А потом уехала жить к родным в Городец, и тетя Маша ко мне переехала, оставила магазин и детей, а корову за собой привела. И первый год мы всей семьей работали в колхозе «Красный Маяк» на кирпичном производстве, кирпичи делали.
Когда в Городце жила, ходила в родную деревню на гульбины. Утром вставала в 6 часов и шла пешком 60 км. Бежишь-бежишь, машину встретишь, просишь: «Чай, посадите!» Проедешь 3-4 километра, машина загрязнет, вытаскиваешь-вытаскиваешь ее, и опять пешком идешь. И в 8 часов вечера я уже дома. Мамка скажет: «Маруська, давай скорей, я тебе воды нагрела, суй ноги туда». Ноги намыла, попила, поела, побежала гулять.
На 21 году я вышла замуж. Появились двое детей, жили мы на съемных квартирах. А как я попала замуж? В Городце у меня была знакомая Анфиса, а у нее был знакомый мальчик, пришедший с фронта. И этот мальчик, Королев Алексей, четыре раза был контужен, на пятый – ранен. Анфиса нас познакомила, и мы поженились. Был он из деревни Конево Балахнинского района, в Городец после войны приехал к брату. Муж говорит: «Чем по съемным квартирам скитаться, поедем мы с тобой в Конево, у нас там стекольный завод». Как мне не хотелось, а что сделаешь – куда иголочка, туда и ниточка. Мы и уехали в его родительский дом. Родители умерли, остались в нем две незамужние сестры. В доме стояли две русские печки, они с одной стороны жили, мы с другой. На заработанные в «Красном Маяке» деньги лес выписали, срубили сруб и за год выстроились. Детей двое, золовки нас замучили, и мы пошли жить в свой не обустроенный до конца дом. Жили, доделывали его. Народилась третья девочка. 25 лет мы с мужем прожили. Мне было 45 лет, когда он умер. В тот год я ушла на пенсию по горячей сетке – работала на стекольном заводе, рюмки, графины, банки молочные делала. Мужу, Алексею Федотовичу, было только 50. Осталась я с дочкой Наташей восемнадцати лет. Потом приехал ко мне сын Владимир, год пожил, женился и уехал, и я 15 лет жила одна в Конево. Семь лет держала корову, работала в столовой. 15 лет отработала на пенсии.

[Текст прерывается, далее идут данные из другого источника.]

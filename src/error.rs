//! Error types for Hayloft.
//!
//! This module defines the unified error enum used throughout the crate. All
//! fallible operations return `Result<T, Error>`. The service layers map each
//! variant onto the one-line wire form `err <Kind>` via [`Error::wire_token`];
//! no error ever crosses an accept loop.

/// Unified error type for all Hayloft operations.
///
/// Each variant corresponds to a failure kind on the wire:
///
/// - `BadNeedle` -> `err BadNeedle`
/// - `NoFit` -> `err NoFit`
/// - `BadHaystackId` -> `err BadHaystackId`
/// - `TooManyBytes` -> `err TooManyBytes`
/// - `TooBig` -> `err TooBig`
/// - `BadCommand` -> `err BadCommand`
/// - `Db` -> `err DbErr`
/// - `Cache` -> `err RedisErr`
/// - `Remote` -> the token forwarded from the store, verbatim
/// - `Io` / `Protocol` -> `err Unknown`
#[derive(Debug, thiserror::Error)]
pub enum Error {
    /// The needle is not in the index, or the on-disk header disagrees with
    /// the descriptor, or the offset is out of range, or the record is
    /// tombstoned.
    #[error("needle not found or descriptor does not match the on-disk record")]
    BadNeedle,

    /// The volume is read-only, the record would exceed the volume's maximum
    /// size, or a duplicate needle id tried to insert.
    #[error("record does not fit: volume is read-only, full, or the id is taken")]
    NoFit,

    /// The request named a volume the store does not own.
    #[error("no such volume: {volume_id}")]
    BadHaystackId {
        /// The out-of-range volume id from the request.
        volume_id: u64,
    },

    /// The payload exceeds the per-needle cap.
    #[error("payload of {size} bytes exceeds the {max} byte cap")]
    TooManyBytes {
        /// Requested payload size in bytes.
        size: u64,
        /// Maximum allowed payload size in bytes.
        max: u64,
    },

    /// A blob fetched from the store is too large for the cache's buffer.
    #[error("blob of {size} bytes exceeds the {max} byte cache buffer")]
    TooBig {
        /// Size of the blob in bytes.
        size: u64,
        /// Cache buffer capacity in bytes.
        max: u64,
    },

    /// The request line did not parse as a known command.
    #[error("bad command: {0:?}")]
    BadCommand(String),

    /// An I/O error occurred on a socket or volume file.
    #[error("I/O error: {0}")]
    Io(#[from] std::io::Error),

    /// The external document store failed or returned an unusable result.
    #[error("document store error: {0}")]
    Db(String),

    /// The external KV cache failed or could not be reached.
    #[error("KV cache error: {0}")]
    Cache(String),

    /// The store replied with an error line; the token is forwarded verbatim.
    #[error("store replied err {0}")]
    Remote(String),

    /// The store's response did not follow the line protocol.
    #[error("malformed store response: {0}")]
    Protocol(String),
}

impl Error {
    /// The token this error carries on the wire, as in `err <token>`.
    pub fn wire_token(&self) -> &str {
        match self {
            Error::BadNeedle => "BadNeedle",
            Error::NoFit => "NoFit",
            Error::BadHaystackId { .. } => "BadHaystackId",
            Error::TooManyBytes { .. } => "TooManyBytes",
            Error::TooBig { .. } => "TooBig",
            Error::BadCommand(_) => "BadCommand",
            Error::Db(_) => "DbErr",
            Error::Cache(_) => "RedisErr",
            Error::Remote(token) => token,
            Error::Io(_) | Error::Protocol(_) => "Unknown",
        }
    }
}

#[cfg(test)]
mod tests {
    use super::*;

    #[test]
    fn wire_tokens_match_the_protocol() {
        assert_eq!(Error::BadNeedle.wire_token(), "BadNeedle");
        assert_eq!(Error::NoFit.wire_token(), "NoFit");
        assert_eq!(
            Error::BadHaystackId { volume_id: 9 }.wire_token(),
            "BadHaystackId"
        );
        assert_eq!(
            Error::TooManyBytes {
                size: 2_000_000,
                max: 1_048_576
            }
            .wire_token(),
            "TooManyBytes"
        );
        assert_eq!(
            Error::TooBig {
                size: 2_000_000,
                max: 1_048_576
            }
            .wire_token(),
            "TooBig"
        );
        assert_eq!(Error::BadCommand("frob".into()).wire_token(), "BadCommand");
        assert_eq!(Error::Db("down".into()).wire_token(), "DbErr");
        assert_eq!(Error::Cache("down".into()).wire_token(), "RedisErr");
    }

    #[test]
    fn remote_token_is_forwarded_verbatim() {
        let err = Error::Remote("NoFit".into());
        assert_eq!(err.wire_token(), "NoFit");
    }

    #[test]
    fn io_and_protocol_surface_as_unknown() {
        let io = Error::from(std::io::Error::other("boom"));
        assert_eq!(io.wire_token(), "Unknown");
        assert_eq!(Error::Protocol("garbage".into()).wire_token(), "Unknown");
    }

    #[test]
    fn io_error_question_mark_coercion() {
        fn fallible() -> Result<(), Error> {
            Err(std::io::Error::other("boom"))?
        }
        assert!(matches!(fallible().unwrap_err(), Error::Io(_)));
    }

    #[test]
    fn display_carries_the_interesting_numbers() {
        let msg = Error::TooManyBytes {
            size: 1_048_577,
            max: 1_048_576,
        }
        .to_string();
        assert!(msg.contains("1048577"), "size missing from: {msg}");
        assert!(msg.contains("1048576"), "cap missing from: {msg}");

        let msg = Error::BadHaystackId { volume_id: 12 }.to_string();
        assert!(msg.contains("12"), "volume id missing from: {msg}");
    }
}
//! Cache facade: a read-through front end over an external KV cache.
//!
//! On `get`, the external cache is consulted first; a hit is served straight
//! from it. On a miss the blob is fetched from the store, sent to the client,
//! and only then written back into the cache -- the client never waits on the
//! backfill, and a failed backfill is logged rather than surfaced. `delete`
//! only evicts from the KV cache; it deliberately does not touch the store.
//!
//! Commands:
//!
//! ```text
//! get <needleId>\n     -> ok <size>\n<size bytes>
//! delete <needleId>\n  -> ok
//! ```

use std::sync::Arc;
use std::time::Duration;

use async_trait::async_trait;
use redis::AsyncCommands;
use tokio::io::{AsyncBufReadExt, AsyncWriteExt, BufReader};
use tokio::net::TcpListener;

use crate::client::StoreClient;
use crate::error::Error;
use crate::service::write_error_line;

/// Largest blob the cache will hold, in bytes (1 MiB).
///
/// A store blob larger than this is refused with `err TooBig` rather than
/// cached or served.
pub const MAX_CACHEABLE_SIZE: u64 = 1 << 20;

/// How long to wait for a connection to the external KV cache.
pub const KV_CONNECT_TIMEOUT: Duration = Duration::from_millis(1500);

/// The external KV cache, reduced to the three commands the facade needs.
///
/// The production implementation speaks to a Redis-compatible server; tests
/// swap in an in-memory map.
#[async_trait]
pub trait BlobCache: Send + Sync {
    /// Fetch the cached blob for `needle_id`, if any.
    async fn fetch(&self, needle_id: u64) -> Result<Option<Vec<u8>>, Error>;

    /// Cache `payload` under `needle_id`, replacing any previous value.
    async fn store(&self, needle_id: u64, payload: &[u8]) -> Result<(), Error>;

    /// Drop the cached blob for `needle_id`. Absent keys are not an error.
    async fn invalidate(&self, needle_id: u64) -> Result<(), Error>;
}

/// [`BlobCache`] backed by a Redis-compatible server.
pub struct RedisCache {
    client: redis::Client,
}

impl RedisCache {
    /// Bind a client for the KV cache at `url` (e.g. `redis://host:port`).
    ///
    /// No connection is made until a request needs one.
    ///
    /// # Errors
    ///
    /// Returns [`Error::Cache`] if the URL does not parse.
    pub fn open(url: &str) -> Result<Self, Error> {
        let client = redis::Client::open(url).map_err(|e| Error::Cache(e.to_string()))?;
        Ok(Self { client })
    }

    /// Connect with the facade's timeout.
    async fn connection(&self) -> Result<redis::aio::MultiplexedConnection, Error> {
        tokio::time::timeout(
            KV_CONNECT_TIMEOUT,
            self.client.get_multiplexed_async_connection(),
        )
        .await
        .map_err(|_| Error::Cache("connect timed out".into()))?
        .map_err(|e| Error::Cache(e.to_string()))
    }
}

#[async_trait]
impl BlobCache for RedisCache {
    async fn fetch(&self, needle_id: u64) -> Result<Option<Vec<u8>>, Error> {
        let mut connection = self.connection().await?;
        connection
            .get(needle_id)
            .await
            .map_err(|e| Error::Cache(e.to_string()))
    }

    async fn store(&self, needle_id: u64, payload: &[u8]) -> Result<(), Error> {
        let mut connection = self.connection().await?;
        connection
            .set(needle_id, payload)
            .await
            .map_err(|e| Error::Cache(e.to_string()))
    }

    async fn invalidate(&self, needle_id: u64) -> Result<(), Error> {
        let mut connection = self.connection().await?;
        connection
            .del(needle_id)
            .await
            .map_err(|e| Error::Cache(e.to_string()))
    }
}

/// The cache service.
pub struct CacheService {
    cache: Arc<dyn BlobCache>,
    store: StoreClient,
}

impl CacheService {
    /// Build the facade over a KV cache and the store behind it.
    pub fn new(cache: Arc<dyn BlobCache>, store: StoreClient) -> Self {
        Self { cache, store }
    }

    /// Accept connections forever, one task per connection.
    pub async fn serve(self: Arc<Self>, listener: TcpListener) {
        loop {
            match listener.accept().await {
                Ok((stream, peer)) => {
                    let service = Arc::clone(&self);
                    tokio::spawn(async move {
                        tracing::debug!(%peer, "cache connection accepted");
                        service.handle_connection(stream).await;
                    });
                }
                Err(e) => {
                    tracing::error!(error = %e, "cache accept failed");
                }
            }
        }
    }

    async fn handle_connection(&self, stream: tokio::net::TcpStream) {
        let (read_half, mut writer) = stream.into_split();
        let mut reader = BufReader::new(read_half);

        let mut line = String::new();
        match reader.read_line(&mut line).await {
            Ok(0) | Err(_) => return,
            Ok(_) => {}
        }

        let result = match parse_command(line.trim_end()) {
            Ok(CacheCommand::Get { needle_id }) => self.get(&mut writer, needle_id).await,
            Ok(CacheCommand::Delete { needle_id }) => self.delete(&mut writer, needle_id).await,
            Err(err) => Err(err),
        };

        if let Err(err) = result {
            write_error_line(&mut writer, &err).await;
        }
    }

    /// Serve from the KV cache, falling back to the store on a miss.
    async fn get<W>(&self, writer: &mut W, needle_id: u64) -> Result<(), Error>
    where
        W: tokio::io::AsyncWrite + Unpin,
    {
        if let Some(payload) = self.cache.fetch(needle_id).await? {
            writer
                .write_all(format!("ok {}\n", payload.len()).as_bytes())
                .await?;
            writer.write_all(&payload).await?;
            return Ok(());
        }

        // Miss: fetch from the store. Store errors are forwarded verbatim.
        let payload = self.store.get(needle_id).await?;
        if payload.len() as u64 > MAX_CACHEABLE_SIZE {
            return Err(Error::TooBig {
                size: payload.len() as u64,
                max: MAX_CACHEABLE_SIZE,
            });
        }

        // Answer the client before touching the cache again; the backfill is
        // best-effort and must not delay or fail the response.
        writer
            .write_all(format!("ok {}\n", payload.len()).as_bytes())
            .await?;
        writer.write_all(&payload).await?;
        let _ = writer.shutdown().await;

        if let Err(e) = self.cache.store(needle_id, &payload).await {
            tracing::warn!(needle_id, error = %e, "cache backfill failed");
        }
        Ok(())
    }

    /// Evict from the KV cache only.
    async fn delete<W>(&self, writer: &mut W, needle_id: u64) -> Result<(), Error>
    where
        W: tokio::io::AsyncWrite + Unpin,
    {
        self.cache.invalidate(needle_id).await?;
        writer.write_all(b"ok\n").await?;
        Ok(())
    }
}

/// One parsed cache command line.
#[derive(Debug, PartialEq, Eq)]
enum CacheCommand {
    Get { needle_id: u64 },
    Delete { needle_id: u64 },
}

fn parse_command(line: &str) -> Result<CacheCommand, Error> {
    let bad = || Error::BadCommand(line.to_string());
    let mut words = line.split_whitespace();

    let command = match words.next().ok_or_else(bad)? {
        "get" => CacheCommand::Get {
            needle_id: words.next().ok_or_else(bad)?.parse().map_err(|_| bad())?,
        },
        "delete" => CacheCommand::Delete {
            needle_id: words.next().ok_or_else(bad)?.parse().map_err(|_| bad())?,
        },
        _ => return Err(bad()),
    };

    if words.next().is_some() {
        return Err(bad());
    }
    Ok(command)
}
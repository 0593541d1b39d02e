//! The haystack volume: one append-only file of packed needle records.
//!
//! A volume owns one file handle and the mutable state that describes it
//! (`current_size`, read-only flag), all behind a single mutex. The file is a
//! dense sequence of `(header, payload)` records, so a scan from offset zero
//! reconstructs every needle the volume has ever taken -- that scan is the
//! recovery contract the store's index rebuild relies on.
//!
//! Bytes once written are never overwritten, with one exception: deletion
//! rewrites the single tombstone byte inside the record's header. Deleted
//! payloads stay on disk; reclaiming them is out of scope.

use std::fs::{File, OpenOptions};
use std::io::{Read, Seek, SeekFrom, Write};
use std::path::{Path, PathBuf};
use std::sync::Mutex;

use crate::codec::{self, DELETED_FLAG_OFFSET, HEADER_SIZE, TOMBSTONE};
use crate::error::Error;
use crate::types::{Needle, NeedleFlags};

/// Mutable volume state guarded by the mutex.
///
/// The file handle carries a single seek cursor, so every operation that
/// touches it must hold the lock for its entire duration.
struct Inner {
    /// The volume file handle.
    file: File,
    /// Current length of the file in bytes. Monotone non-decreasing.
    current_size: u64,
    /// Set once `current_size` reaches the volume's maximum size.
    is_read_only: bool,
}

/// One append-only container file holding a sequence of needle records.
///
/// All operations are mutually exclusive within a single volume; operations on
/// different volumes proceed in parallel. Writes land in the kernel page cache
/// -- no fsync is part of the contract -- and the file is flushed when the
/// volume is dropped.
pub struct Volume {
    /// Identifier of this volume; also encoded in the file name.
    id: u32,
    /// Path of the backing file, `<dir>/haystack_<id>`.
    path: PathBuf,
    /// Hard upper bound on the file length in bytes.
    max_size: u64,
    inner: Mutex<Inner>,
}

impl Volume {
    /// File path for volume `id` under `dir`.
    fn file_path(id: u32, dir: &Path) -> PathBuf {
        dir.join(format!("haystack_{id}"))
    }

    /// Create a fresh, empty volume, truncating any existing file.
    ///
    /// The parent directory is created if it does not exist yet.
    ///
    /// # Errors
    ///
    /// Returns [`Error::Io`] if the directory or file cannot be created.
    pub fn create(id: u32, dir: &Path, max_size: u64) -> Result<Volume, Error> {
        std::fs::create_dir_all(dir)?;
        let path = Self::file_path(id, dir);
        let file = OpenOptions::new()
            .read(true)
            .write(true)
            .create(true)
            .truncate(true)
            .open(&path)?;
        tracing::info!(volume_id = id, path = %path.display(), max_size, "created volume");

        Ok(Volume {
            id,
            path,
            max_size,
            inner: Mutex::new(Inner {
                file,
                current_size: 0,
                is_read_only: false,
            }),
        })
    }

    /// Open a volume over an existing file.
    ///
    /// `current_size` is taken from the file length and the read-only flag is
    /// derived from it. The records themselves are not validated here; callers
    /// that need the contents go through [`Volume::needles`].
    ///
    /// # Errors
    ///
    /// Returns [`Error::Io`] if the file does not exist or cannot be opened.
    pub fn open(id: u32, dir: &Path, max_size: u64) -> Result<Volume, Error> {
        let path = Self::file_path(id, dir);
        let file = OpenOptions::new().read(true).write(true).open(&path)?;
        let current_size = file.metadata()?.len();
        let is_read_only = current_size >= max_size;
        tracing::info!(
            volume_id = id,
            path = %path.display(),
            current_size,
            is_read_only,
            "opened volume from file"
        );

        Ok(Volume {
            id,
            path,
            max_size,
            inner: Mutex::new(Inner {
                file,
                current_size,
                is_read_only,
            }),
        })
    }

    /// Identifier of this volume.
    pub fn id(&self) -> u32 {
        self.id
    }

    /// Path of the backing file.
    pub fn path(&self) -> &Path {
        &self.path
    }

    /// Number of bytes still available for records (`max_size - current_size`).
    pub fn free_count(&self) -> u64 {
        let inner = self.inner.lock().expect("volume mutex poisoned");
        self.max_size.saturating_sub(inner.current_size)
    }

    /// Whether the volume has stopped accepting writes.
    pub fn is_read_only(&self) -> bool {
        let inner = self.inner.lock().expect("volume mutex poisoned");
        inner.is_read_only
    }

    /// Append a record and return its descriptor.
    ///
    /// The caller is responsible for the uniqueness of `needle_id`; the volume
    /// happily stores duplicates.
    ///
    /// # Errors
    ///
    /// Returns [`Error::NoFit`] if the volume is read-only or the record would
    /// exceed the maximum size; no bytes are written in that case. Returns
    /// [`Error::Io`] if the underlying write fails.
    pub fn write(&self, needle_id: u64, payload: &[u8]) -> Result<Needle, Error> {
        let mut inner = self.inner.lock().expect("volume mutex poisoned");
        let size = payload.len() as u64;

        if inner.is_read_only || inner.current_size + HEADER_SIZE as u64 + size > self.max_size {
            return Err(Error::NoFit);
        }

        let flags = NeedleFlags::new(needle_id, size);
        let needle = Needle {
            volume_id: self.id,
            offset: inner.current_size,
            flags,
        };

        inner.file.seek(SeekFrom::Start(needle.offset))?;
        inner.file.write_all(&codec::encode_flags(&flags))?;
        inner.file.write_all(payload)?;

        inner.current_size += HEADER_SIZE as u64 + size;
        inner.is_read_only = inner.current_size >= self.max_size;

        Ok(needle)
    }

    /// Read the payload of a live record into `buf`.
    ///
    /// `buf` must have room for at least `needle.flags.size` bytes; that is
    /// the caller's contract. The header at the needle's offset is re-read and
    /// verified before any payload bytes are produced.
    ///
    /// # Errors
    ///
    /// Returns [`Error::BadNeedle`] if the needle names a different volume,
    /// its offset is out of range, the on-disk id or size disagree with the
    /// descriptor, or the record is tombstoned.
    pub fn read(&self, needle: &Needle, buf: &mut [u8]) -> Result<(), Error> {
        let mut inner = self.inner.lock().expect("volume mutex poisoned");

        if needle.volume_id != self.id
            || needle.offset + HEADER_SIZE as u64 > inner.current_size
        {
            return Err(Error::BadNeedle);
        }

        let mut header = [0u8; HEADER_SIZE];
        inner.file.seek(SeekFrom::Start(needle.offset))?;
        inner.file.read_exact(&mut header)?;
        let flags = codec::decode_flags(&header);

        if flags.is_deleted || flags.id != needle.flags.id || flags.size != needle.flags.size {
            return Err(Error::BadNeedle);
        }

        inner.file.read_exact(&mut buf[..flags.size as usize])?;
        Ok(())
    }

    /// Tombstone a record.
    ///
    /// Rewrites the single tombstone byte at the record's header; the rest of
    /// the record is untouched. The in-memory descriptor is marked deleted as
    /// well. Deleting an already-tombstoned record is a no-op on disk, so the
    /// operation is idempotent. Unlike [`Volume::read`], the on-disk size is
    /// not required to match -- only the id.
    ///
    /// # Errors
    ///
    /// Returns [`Error::BadNeedle`] on volume-id mismatch, out-of-range
    /// offset, or id mismatch.
    pub fn delete(&self, needle: &mut Needle) -> Result<(), Error> {
        let mut inner = self.inner.lock().expect("volume mutex poisoned");

        if needle.volume_id != self.id
            || needle.offset + HEADER_SIZE as u64 > inner.current_size
        {
            return Err(Error::BadNeedle);
        }

        let mut header = [0u8; HEADER_SIZE];
        inner.file.seek(SeekFrom::Start(needle.offset))?;
        inner.file.read_exact(&mut header)?;
        let flags = codec::decode_flags(&header);

        if flags.id != needle.flags.id {
            return Err(Error::BadNeedle);
        }

        needle.flags.is_deleted = true;
        if !flags.is_deleted {
            inner
                .file
                .seek(SeekFrom::Start(needle.offset + DELETED_FLAG_OFFSET as u64))?;
            inner.file.write_all(&[TOMBSTONE])?;
        }

        Ok(())
    }

    /// Scan the file and return one descriptor per record, in file order.
    ///
    /// Tombstoned records are included; the caller decides what to do with
    /// them. This is the recovery path: the store rebuilds its index from this
    /// scan at startup.
    ///
    /// # Errors
    ///
    /// Returns [`Error::Io`] if a header cannot be read, which means the file
    /// does not end on a record boundary.
    pub fn needles(&self) -> Result<Vec<Needle>, Error> {
        let mut inner = self.inner.lock().expect("volume mutex poisoned");
        let end = inner.current_size;

        let mut needles = Vec::new();
        let mut pos = 0u64;
        while pos < end {
            let mut header = [0u8; HEADER_SIZE];
            inner.file.seek(SeekFrom::Start(pos))?;
            inner.file.read_exact(&mut header)?;
            let flags = codec::decode_flags(&header);

            needles.push(Needle {
                volume_id: self.id,
                offset: pos,
                flags,
            });
            pos += HEADER_SIZE as u64 + flags.size;
        }

        Ok(needles)
    }
}

impl Drop for Volume {
    fn drop(&mut self) {
        // Clean shutdown flushes the file; a poisoned mutex means a writer
        // panicked mid-operation and there is nothing more to salvage.
        if let Ok(inner) = self.inner.get_mut() {
            let _ = inner.file.flush();
        }
    }
}
//! Hayloft: a Haystack-style packed blob store.
//!
//! Many small immutable blobs ("needles") are packed into a few large
//! append-only container files ("volumes") to dodge per-blob filesystem
//! overhead. A store service owns the volumes and a rebuildable in-memory
//! index; a directory facade allocates ids and placement; a cache facade
//! fronts reads with an external KV cache. All three speak the same
//! line-oriented TCP protocol.

pub mod cache;
pub mod client;
pub mod codec;
pub mod directory;
pub mod error;
pub mod index;
/// Prometheus metrics infrastructure for the Hayloft services.
pub mod metrics;
pub mod service;
pub mod store;
pub mod types;
pub mod volume;

pub use cache::{BlobCache, CacheService, RedisCache};
pub use client::StoreClient;
pub use directory::{Directory, MongoCatalog, NeedleCatalog};
pub use error::Error;
pub use index::NeedleIndex;
pub use service::StoreService;
pub use store::{Store, StoreConfig};
pub use types::{MAX_NEEDLE_SIZE, MAX_VOLUME_SIZE, Needle, NeedleFlags, VOLUME_COUNT};
pub use volume::Volume;
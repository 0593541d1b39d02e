//! Concurrent needle index.
//!
//! Maps needle ids to their on-disk descriptors. The index is volatile: the
//! store rebuilds it from volume scans at startup, so nothing here touches
//! disk. All operations are atomic relative to one another and safe under
//! arbitrary concurrent callers.

use std::collections::HashMap;
use std::collections::hash_map::Entry;
use std::sync::RwLock;

use crate::types::Needle;

/// Thread-safe map from needle id to [`Needle`], with insert-only puts.
///
/// `put` never overwrites: a colliding insert is refused and reported, which
/// is what lets the store detect duplicate needle ids and tombstone the
/// just-written record.
#[derive(Debug, Default)]
pub struct NeedleIndex {
    map: RwLock<HashMap<u64, Needle>>,
}

impl NeedleIndex {
    /// Create an empty index.
    pub fn new() -> Self {
        Self::default()
    }

    /// Look up a needle by id, returning a copy of its descriptor.
    pub fn get(&self, needle_id: u64) -> Option<Needle> {
        let map = self.map.read().expect("needle index lock poisoned");
        map.get(&needle_id).copied()
    }

    /// Insert a descriptor if the id is absent.
    ///
    /// Returns `true` if the descriptor was inserted, `false` if the id was
    /// already taken (the existing entry is left untouched).
    pub fn put(&self, needle_id: u64, needle: Needle) -> bool {
        let mut map = self.map.write().expect("needle index lock poisoned");
        match map.entry(needle_id) {
            Entry::Occupied(_) => false,
            Entry::Vacant(slot) => {
                slot.insert(needle);
                true
            }
        }
    }

    /// Remove a descriptor by id. Returns `true` if an entry was removed.
    pub fn remove(&self, needle_id: u64) -> bool {
        let mut map = self.map.write().expect("needle index lock poisoned");
        map.remove(&needle_id).is_some()
    }

    /// Number of needles currently indexed.
    pub fn len(&self) -> usize {
        let map = self.map.read().expect("needle index lock poisoned");
        map.len()
    }

    /// Whether the index holds no needles.
    pub fn is_empty(&self) -> bool {
        self.len() == 0
    }
}

#[cfg(test)]
mod tests {
    use super::*;

    #[test]
    fn get_put_remove_round_trip() {
        let index = NeedleIndex::new();
        assert!(index.is_empty());
        assert_eq!(index.get(1), None);

        let needle = Needle::new(0, 0, 1, 10);
        assert!(index.put(1, needle));
        assert_eq!(index.get(1), Some(needle));
        assert_eq!(index.len(), 1);

        assert!(index.remove(1));
        assert_eq!(index.get(1), None);
        assert!(!index.remove(1), "second remove finds nothing");
    }

    #[test]
    fn put_refuses_duplicates_and_keeps_the_original() {
        let index = NeedleIndex::new();
        let first = Needle::new(0, 0, 7, 10);
        let second = Needle::new(1, 340, 7, 99);

        assert!(index.put(7, first));
        assert!(!index.put(7, second));
        assert_eq!(index.get(7), Some(first));
        assert_eq!(index.len(), 1);
    }

    #[test]
    fn survives_concurrent_mutation() {
        let index = NeedleIndex::new();

        std::thread::scope(|scope| {
            for worker in 0..4u64 {
                let index = &index;
                scope.spawn(move || {
                    for i in 0..250u64 {
                        let id = worker * 1000 + i;
                        assert!(index.put(id, Needle::new(0, id * 17, id, 0)));
                        assert!(index.get(id).is_some());
                    }
                });
            }
        });

        assert_eq!(index.len(), 1000);

        // Every entry is intact after the dust settles.
        for worker in 0..4u64 {
            for i in 0..250u64 {
                let id = worker * 1000 + i;
                assert_eq!(index.get(id), Some(Needle::new(0, id * 17, id, 0)));
            }
        }
    }
}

Наташа вышла замуж в поселок Козино и нашла мне этот домик в поселке «1 Мая». Так и живу, Господь хранит меня. Ради детей. Для меня никто не жил, мамка только до 15 лет, а после я сама собой живу. Каждые утро и вечер, день и ночь молюсь, знаю наизусть «Живые помощи», «Верую», «Отче наш», все молитвы знаю. В церковь хожу с детства. Было мне 13 лет, жила я у тетки Маши. И Пасха. Собирает она мне узелочек и посылает в храм. А храм в полутора – двух километрах через лесок. Я вышла, сандалии сняла и бегом. А звон, звон, звон! Как сейчас звон колоколов Мало-Козинской церкви слыхать, если ветер сюда…
Вся жизнь моя идет в труде, в труде и в труде. Любила я работать и люблю жизнь свою.